Start of SUPPLIED RECORDS

//! tweetforge Library
//!
//! Classifies a live status stream into tweets, retweets and quoted tweets,
//! then aggregates the collected records into one normalized table.

pub mod aggregate;
pub mod config;
pub mod error;
pub mod listener;
pub mod logging;
pub mod models;
pub mod stream;
pub mod test_utils;

// Re-export commonly used types at the crate root
pub use config::Config;
pub use error::{Error, Result};

// Re-export model types
pub use models::{Category, Collections, ExtractionError, ExtractionErrorKind, RawStatus, Record};

// Re-export the session pipeline
pub use aggregate::{AggregationError, Aggregator, NormalizedTable};
pub use listener::{ListenerControl, StatusListener, StreamListener};
pub use stream::{Credentials, SessionEnd, SessionSummary, StreamClient};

End of SUPPLIED RECORDS

TASK DETAILS: Output the line containing "pub use config::Config;" and each line after it through the close of the entries, unchanged and with no other lines.

EXPECTED ANSWER:
pub use config::Config;
pub use error::{Error, Result};

// Re-export model types
pub use models::{Category, Collections, ExtractionError, ExtractionErrorKind, RawStatus, Record};

// Re-export the session pipeline
pub use aggregate::{AggregationError, Aggregator, NormalizedTable};
pub use listener::{ListenerControl, StatusListener, StreamListener};
pub use stream::{Credentials, SessionEnd, SessionSummary, StreamClient};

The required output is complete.